De l’insigne de terrain au blason des unités blindées
L’usage militaire de la croix de Lorraine ne s’arrête pas à la période 1940-1945. Elle reste présente dans l’héraldique militaire française bien après la Libération. La 2e Division blindée de Leclerc, qui entre dans Paris en août 1944, porte la croix de Lorraine sur ses véhicules et ses insignes. Cette continuité visuelle relie la mémoire de la France Libre à l’héritage opérationnel de l’armée de Terre.
Ce qui distingue l’usage militaire de l’usage civil ou mémoriel, c’est la fonction d’identification. Sur un théâtre d’opérations, un insigne sert à reconnaître une unité alliée, à marquer une appartenance, à signaler un commandement. La croix de Lorraine a rempli toutes ces fonctions avant de devenir un symbole gravé sur des monuments.
- Insigne régimentaire du 507e RCC dès 1937, porté par les équipages de chars en Lorraine
- Pavillon de beaupré des FNFL à partir de 1940, utilisé pour la reconnaissance en mer dans les convois alliés
- Marquage des véhicules de la 2e DB de Leclerc, visible sur les blindés lors de la libération de Paris
- Emblème de la France Libre dans son ensemble, porté sur brassards, tracts et transmissions radio

Croix de Lorraine et résistance intérieure : un usage clandestin sur le terrain
Sur le sol français occupé, la croix de Lorraine prend une autre dimension. On la retrouve peinte sur les murs, gravée sur des objets du quotidien, glissée dans des tracts. Pour les résistants, arborer la croix de Lorraine revenait à afficher une opposition directe à l’occupant.
L’usage est risqué. Tracer une croix à double traverse sur un mur, c’est un acte passible de représailles. Le symbole fonctionne précisément parce qu’il est simple à reproduire : deux traits horizontaux sur un trait vertical. Pas besoin de matériel, pas besoin de talent graphique. N’importe qui peut le dessiner en quelques secondes sur une façade, un poteau ou un tract imprimé à la hâte.

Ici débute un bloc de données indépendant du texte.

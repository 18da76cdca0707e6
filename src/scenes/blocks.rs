//! The three control-flow-graph stills: boundary identification, block
//! construction, and the finished graph.

use std::collections::BTreeMap;

use crate::core::{Canvas, Fps, Point};
use crate::element::VisualUnit;
use crate::error::VizResult;
use crate::fixture::{self, CfgFigure};
use crate::graph::BlockId;
use crate::scene::{Scene, SceneRecorder};
use crate::style::{Hue, Theme};
use crate::widgets::{self, SourceAnchor, StackedText, TextLine};

/// Hold time for a still; `frame --last` picks the final frame either way.
const STILL_SECS: f64 = 1.0;

pub fn identify_basic_blocks(fps: Fps, canvas: Canvas, theme: &Theme) -> VizResult<Scene> {
    let mut rec = SceneRecorder::new("identify_basic_blocks", fps, canvas);

    rec.add_shown(widgets::top_title(
        "title",
        "Step 3: Identify Basic Block Boundaries",
        theme.hue(Hue::Blue),
        canvas,
        theme,
    ))?;

    let mut rules = vec![TextLine::new(
        fixture::BOUNDARY_HEADER,
        theme.hue(Hue::Green),
        theme.rule_font_size,
    )];
    rules.extend(
        fixture::boundary_rules()
            .into_iter()
            .map(|r| TextLine::new(r, theme.text, theme.stmt_font_size)),
    );
    rec.add_shown(
        StackedText::new("boundary_rules", rules)
            .gap(0.4)
            .scale(0.8)
            .build_at(Point::new(0.0, 1.5)),
    )?;

    let marked = fixture::marked_code()
        .into_iter()
        .map(|line| TextLine::new(line.text, theme.hue(line.hue), theme.node_font_size).mono())
        .collect();
    rec.add_shown(
        StackedText::new("marked_code", marked)
            .gap(0.2)
            .scale(0.6)
            .build_at(Point::new(0.0, -0.5)),
    )?;

    rec.wait(STILL_SECS);
    rec.finish()
}

pub fn build_basic_blocks(fps: Fps, canvas: Canvas, theme: &Theme) -> VizResult<Scene> {
    let mut rec = SceneRecorder::new("build_basic_blocks", fps, canvas);

    rec.add_shown(widgets::top_title(
        "title",
        "Step 4: Build Basic Blocks",
        theme.hue(Hue::Blue),
        canvas,
        theme,
    ))?;

    let fig = fixture::grade_cfg_loose()?;
    for unit in block_units(&fig, theme)?.into_values() {
        rec.add_shown(unit)?;
    }

    rec.wait(STILL_SECS);
    rec.finish()
}

pub fn final_cfg(fps: Fps, canvas: Canvas, theme: &Theme) -> VizResult<Scene> {
    let mut rec = SceneRecorder::new("final_cfg", fps, canvas);

    let fig = fixture::grade_cfg_final()?;
    let blocks = block_units(&fig, theme)?;
    for edge in &fig.graph.edges {
        rec.add_shown(widgets::connector(
            format!("edge_{}__{}", edge.from, edge.to),
            &blocks[&edge.from],
            &blocks[&edge.to],
            SourceAnchor::for_label(edge.label),
            edge.label,
            &theme.cfg_arrow,
        ))?;
    }
    for unit in blocks.into_values() {
        rec.add_shown(unit)?;
    }

    rec.wait(STILL_SECS);
    rec.finish()
}

/// Build one block box per placement, positions scaled with the figure.
pub(crate) fn block_units(
    fig: &CfgFigure,
    theme: &Theme,
) -> VizResult<BTreeMap<BlockId, VisualUnit>> {
    let mut units = BTreeMap::new();
    for placement in &fig.placements {
        let block = fig.graph.block(&placement.id)?;
        let pos = Point::new(placement.pos.x * fig.scale, placement.pos.y * fig.scale);
        units.insert(
            placement.id.clone(),
            widgets::block_box(
                placement.id.0.clone(),
                &placement.id.0,
                &block.statements,
                placement.hue,
                pos,
                fig.scale,
                theme,
            ),
        );
    }
    Ok(units)
}

#[cfg(test)]
mod tests {
    use super::*;
    use crate::element::{Shape, UnitId};

    fn fps() -> Fps {
        Fps::new(30, 1).unwrap()
    }

    #[test]
    fn stills_build_and_validate() {
        let theme = Theme::default();
        for scene in [
            identify_basic_blocks(fps(), Canvas::hd(), &theme).unwrap(),
            build_basic_blocks(fps(), Canvas::hd(), &theme).unwrap(),
            final_cfg(fps(), Canvas::hd(), &theme).unwrap(),
        ] {
            assert!(scene.duration.0 > 0);
            assert!(!scene.units.is_empty());
        }
    }

    #[test]
    fn final_cfg_has_six_blocks_and_six_edges() {
        let theme = Theme::default();
        let scene = final_cfg(fps(), Canvas::hd(), &theme).unwrap();
        let blocks = scene
            .units
            .iter()
            .filter(|u| !u.id.0.starts_with("edge_"))
            .count();
        let edges = scene.units.len() - blocks;
        assert_eq!(blocks, 6);
        assert_eq!(edges, 6);
    }

    #[test]
    fn exit_block_renders_the_empty_placeholder() {
        let theme = Theme::default();
        let scene = final_cfg(fps(), Canvas::hd(), &theme).unwrap();
        let exit = scene.unit(&UnitId::new("exit_block")).unwrap();
        let has_placeholder = exit.elements.iter().any(|e| {
            matches!(&e.shape, Shape::Text(span) if span.content == "(empty)")
        });
        assert!(has_placeholder);
    }

    #[test]
    fn branch_edges_carry_their_labels() {
        let theme = Theme::default();
        let scene = final_cfg(fps(), Canvas::hd(), &theme).unwrap();
        for (edge_id, expected) in [
            ("edge_block_1__block_2", "true"),
            ("edge_block_1__block_3", "false"),
        ] {
            let unit = scene.unit(&UnitId::new(edge_id)).unwrap();
            let label = unit.elements.iter().find_map(|e| match &e.shape {
                Shape::Text(span) => Some(span.content.clone()),
                _ => None,
            });
            assert_eq!(label.as_deref(), Some(expected), "{edge_id}");
        }
    }
}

Un emblème lisible à toutes les échelles
Ce qui fait la force militaire de la croix de Lorraine, c’est sa lisibilité. Sur un pavillon naval vu à plusieurs centaines de mètres, sur un insigne de poitrine ou sur un mur de village, la double traverse reste identifiable quelle que soit la taille. Les retours varient sur l’origine exacte du choix de Muselier, mais le résultat pratique est le même : un signe qui passe du micro au macro sans perdre en clarté.
L’histoire de la croix de Lorraine dans ses usages militaires montre un parcours qui va de l’insigne local au symbole national, puis au marqueur de reconnaissance internationale. Chaque étape correspond à un besoin concret : souder un régiment, identifier une flotte, rallier des combattants clandestins. C’est cette utilité de terrain qui a donné au symbole sa longévité, bien au-delà de la guerre elle-même.